Marie livre en l’Annonciation le combat déterminant de sa vie. Ève avait échoué à respecter le don de Dieu, Sarah ne s’était pas abandonnée à l’action de Dieu, mais Marie, humble et obéissante, prononce le fiat de la victoire. La Vierge passe paisiblement du désir du salut, lequel explique sa consécration dans la virginité, au désir du Sauveur, lequel l’ouvre à la maternité divine. Voici la servante du Seigneur.

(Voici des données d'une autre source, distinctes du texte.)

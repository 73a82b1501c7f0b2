use super::{format_amount, ProcessorKind};
use crate::config::toml_config::PaymentsConfig;
use crate::domain::model::{Principle, Variant};
use crate::domain::ports::{Demo, SharedConsole};
use crate::utils::error::Result;

pub struct PayPalPaymentProcessor {
    console: SharedConsole,
}

impl PayPalPaymentProcessor {
    pub fn new(console: SharedConsole) -> Self {
        Self { console }
    }

    pub fn initiate_payment(&self, amount: f64) {
        self.console.print(&format!(
            "- Initiating payment of {} using PayPal.",
            format_amount(amount)
        ));
    }

    pub fn verify_payment(&self) -> bool {
        self.console.print("- Verifying payment using PayPal.");
        true
    }

    pub fn refund_payment(&self, amount: f64) {
        self.console
            .print(&format!("- Refunding {} using PayPal.", format_amount(amount)));
    }
}

/// Wired to PayPal; another provider means editing this type.
pub struct PaymentService {
    processor: PayPalPaymentProcessor,
    console: SharedConsole,
}

impl PaymentService {
    pub fn new(console: SharedConsole) -> Self {
        Self {
            processor: PayPalPaymentProcessor::new(console.clone()),
            console,
        }
    }

    pub fn process_payment(&self, amount: f64) -> bool {
        self.processor.initiate_payment(amount);
        let verified = self.processor.verify_payment();
        if verified {
            self.console.print(&format!(
                "- Payment of {} processed successfully.",
                format_amount(amount)
            ));
        }
        verified
    }

    pub fn refund_payment(&self, amount: f64) {
        self.processor.refund_payment(amount);
    }
}

pub struct PaymentsDemo {
    config: PaymentsConfig,
}

impl PaymentsDemo {
    pub fn new(config: PaymentsConfig) -> Self {
        Self { config }
    }
}

impl Demo for PaymentsDemo {
    fn principle(&self) -> Principle {
        Principle::DependencyInversion
    }

    fn variant(&self) -> Variant {
        Variant::Before
    }

    fn run(&self, console: SharedConsole) -> Result<()> {
        let service = PaymentService::new(console);

        for transaction in &self.config.transactions {
            if transaction.processor != ProcessorKind::Paypal {
                tracing::warn!(
                    "Skipping {} transaction: PaymentService only knows PayPal",
                    transaction.processor
                );
                continue;
            }

            service.process_payment(transaction.amount);
            if let Some(refund) = transaction.refund {
                service.refund_payment(refund);
            }
        }

        Ok(())
    }
}

#[cfg(test)]
mod tests {
    use super::*;
    use crate::adapters::MemoryConsole;
    use std::sync::Arc;

    #[test]
    fn test_service_is_hard_wired_to_paypal() {
        let console = MemoryConsole::new();
        let service = PaymentService::new(Arc::new(console.clone()));

        assert!(service.process_payment(100.0));

        assert_eq!(
            console.lines(),
            vec![
                "- Initiating payment of $100.0 using PayPal.",
                "- Verifying payment using PayPal.",
                "- Payment of $100.0 processed successfully.",
            ]
        );
    }
}
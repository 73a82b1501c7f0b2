use crate::domain::ports::{Console, SharedConsole};
use std::sync::{Arc, Mutex, PoisonError};

#[derive(Debug, Clone, Copy, Default)]
pub struct StdoutConsole;

impl StdoutConsole {
    pub fn shared() -> SharedConsole {
        Arc::new(Self)
    }
}

impl Console for StdoutConsole {
    fn print(&self, line: &str) {
        println!("{}", line);
    }
}

/// Records every printed line in order.
#[derive(Debug, Clone, Default)]
pub struct MemoryConsole {
    lines: Arc<Mutex<Vec<String>>>,
}

impl MemoryConsole {
    pub fn new() -> Self {
        Self::default()
    }

    pub fn lines(&self) -> Vec<String> {
        self.lines
            .lock()
            .unwrap_or_else(PoisonError::into_inner)
            .clone()
    }

    pub fn take_lines(&self) -> Vec<String> {
        let mut lines = self.lines.lock().unwrap_or_else(PoisonError::into_inner);
        std::mem::take(&mut *lines)
    }
}

impl Console for MemoryConsole {
    fn print(&self, line: &str) {
        self.lines
            .lock()
            .unwrap_or_else(PoisonError::into_inner)
            .push(line.to_string());
    }
}

#[cfg(test)]
mod tests {
    use super::*;

    #[test]
    fn test_memory_console_keeps_order() {
        let console = MemoryConsole::new();
        console.print("first");
        console.blank_line();
        console.print("second");

        assert_eq!(console.lines(), vec!["first", "", "second"]);
    }

    #[test]
    fn test_memory_console_clones_share_buffer() {
        let console = MemoryConsole::new();
        let shared: SharedConsole = Arc::new(console.clone());
        shared.print("via shared handle");

        assert_eq!(console.take_lines(), vec!["via shared handle"]);
        assert!(console.lines().is_empty());
    }
}
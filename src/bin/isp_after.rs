use anyhow::Context;
use solid_principles::utils::logger;
use solid_principles::{run_example, Principle, Variant};

fn main() -> anyhow::Result<()> {
    logger::init_cli_logger(false);

    run_example(Principle::InterfaceSegregation, Variant::After)
        .context("isp_after example failed")
}
use anyhow::Context;
use solid_principles::utils::logger;
use solid_principles::{run_example, Principle, Variant};

fn main() -> anyhow::Result<()> {
    logger::init_cli_logger(false);

    run_example(Principle::SingleResponsibility, Variant::Before)
        .context("srp_before example failed")
}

Joseph aussi fut confronté à ce passage, comme nous le sommes tous. Il eut à passer du désir du salut, qui le consacre au service de la virginité de Marie, au désir du Sauveur, qui lui fait prendre Marie chez lui, serviteur de sa maternité et de la croissance de l’Enfant.

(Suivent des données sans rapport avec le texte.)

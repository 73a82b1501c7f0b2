use crate::config::DemoConfig;
use crate::core::{Demo, Principle, Variant};
use crate::principles::{
    dependency_inversion, interface_segregation, liskov_substitution, open_closed,
    single_responsibility,
};

/// Builds the example for one principle and variant from the given inputs.
pub fn build_demo(principle: Principle, variant: Variant, config: &DemoConfig) -> Box<dyn Demo> {
    match (principle, variant) {
        (Principle::SingleResponsibility, Variant::Before) => Box::new(
            single_responsibility::before::JournalDemo::new(config.journal.clone()),
        ),
        (Principle::SingleResponsibility, Variant::After) => Box::new(
            single_responsibility::after::JournalDemo::new(config.journal.clone()),
        ),
        (Principle::OpenClosed, Variant::Before) => Box::new(
            open_closed::before::CatalogDemo::new(config.catalog.clone()),
        ),
        (Principle::OpenClosed, Variant::After) => Box::new(
            open_closed::after::CatalogDemo::new(config.catalog.clone()),
        ),
        (Principle::LiskovSubstitution, Variant::Before) => Box::new(
            liskov_substitution::before::BirdsDemo::new(config.birds.clone()),
        ),
        (Principle::LiskovSubstitution, Variant::After) => Box::new(
            liskov_substitution::after::BirdsDemo::new(config.birds.clone()),
        ),
        (Principle::InterfaceSegregation, Variant::Before) => {
            Box::new(interface_segregation::before::OrdersDemo)
        }
        (Principle::InterfaceSegregation, Variant::After) => {
            Box::new(interface_segregation::after::OrdersDemo)
        }
        (Principle::DependencyInversion, Variant::Before) => Box::new(
            dependency_inversion::before::PaymentsDemo::new(config.payments.clone()),
        ),
        (Principle::DependencyInversion, Variant::After) => Box::new(
            dependency_inversion::after::PaymentsDemo::new(config.payments.clone()),
        ),
    }
}

/// Every requested combination, principle-major.
pub fn build_demos(
    principles: &[Principle],
    variants: &[Variant],
    config: &DemoConfig,
) -> Vec<Box<dyn Demo>> {
    principles
        .iter()
        .flat_map(|&principle| {
            variants
                .iter()
                .map(move |&variant| build_demo(principle, variant, config))
        })
        .collect()
}
use anyhow::Context;
use solid_principles::utils::logger;
use solid_principles::{run_example, Principle, Variant};

fn main() -> anyhow::Result<()> {
    logger::init_cli_logger(false);

    run_example(Principle::DependencyInversion, Variant::Before)
        .context("dip_before example failed")
}
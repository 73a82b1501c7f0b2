use crate::utils::error::{Result, SolidError};
use url::Url;

pub trait Validate {
    fn validate(&self) -> Result<()>;
}

pub fn validate_url(field_name: &str, url_str: &str) -> Result<Url> {
    if url_str.is_empty() {
        return Err(SolidError::InvalidConfigValueError {
            field: field_name.to_string(),
            value: url_str.to_string(),
            reason: "URL cannot be empty".to_string(),
        });
    }

    match Url::parse(url_str) {
        Ok(url) => match url.scheme() {
            "http" | "https" => Ok(url),
            scheme => Err(SolidError::InvalidConfigValueError {
                field: field_name.to_string(),
                value: url_str.to_string(),
                reason: format!("Unsupported URL scheme: {}", scheme),
            }),
        },
        Err(e) => Err(SolidError::InvalidConfigValueError {
            field: field_name.to_string(),
            value: url_str.to_string(),
            reason: format!("Invalid URL format: {}", e),
        }),
    }
}

pub fn validate_path(field_name: &str, path: &str) -> Result<()> {
    if path.is_empty() {
        return Err(SolidError::InvalidConfigValueError {
            field: field_name.to_string(),
            value: path.to_string(),
            reason: "Path cannot be empty".to_string(),
        });
    }

    if path.contains('\0') {
        return Err(SolidError::InvalidConfigValueError {
            field: field_name.to_string(),
            value: path.to_string(),
            reason: "Path contains null bytes".to_string(),
        });
    }

    Ok(())
}

pub fn validate_non_empty_string(field_name: &str, value: &str) -> Result<()> {
    if value.trim().is_empty() {
        return Err(SolidError::InvalidConfigValueError {
            field: field_name.to_string(),
            value: value.to_string(),
            reason: "Value cannot be empty or whitespace-only".to_string(),
        });
    }
    Ok(())
}

#[cfg(test)]
mod tests {
    use super::*;

    #[test]
    fn test_validate_url() {
        assert!(validate_url("journal.load_url", "https://example.com/journal").is_ok());
        assert!(validate_url("journal.load_url", "http://example.com").is_ok());
        assert!(validate_url("journal.load_url", "").is_err());
        assert!(validate_url("journal.load_url", "invalid-url").is_err());
        assert!(validate_url("journal.load_url", "ftp://example.com").is_err());
    }

    #[test]
    fn test_validate_path() {
        assert!(validate_path("journal.destination", "myJournal.txt").is_ok());
        assert!(validate_path("journal.destination", "").is_err());
        assert!(validate_path("journal.destination", "bad\0name").is_err());
    }

    #[test]
    fn test_validate_non_empty_string() {
        assert!(validate_non_empty_string("birds.flying", "Sparrow").is_ok());
        assert!(validate_non_empty_string("birds.flying", "   ").is_err());
    }
}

Ainsi accueillons-nous la sanctification : en acceptant d’être le serviteur inutile. Serviteur de Jésus et de Marie, à l’école de Joseph. Accueillir le salut, on l’oublie trop souvent, ne consiste pas à accueillir une certaine perfection pour nous-mêmes, mais consacre notre vie à l’enfantement du Christ en nous et en nos frères.

Saint Joseph, apprenez-nous à vous ressembler.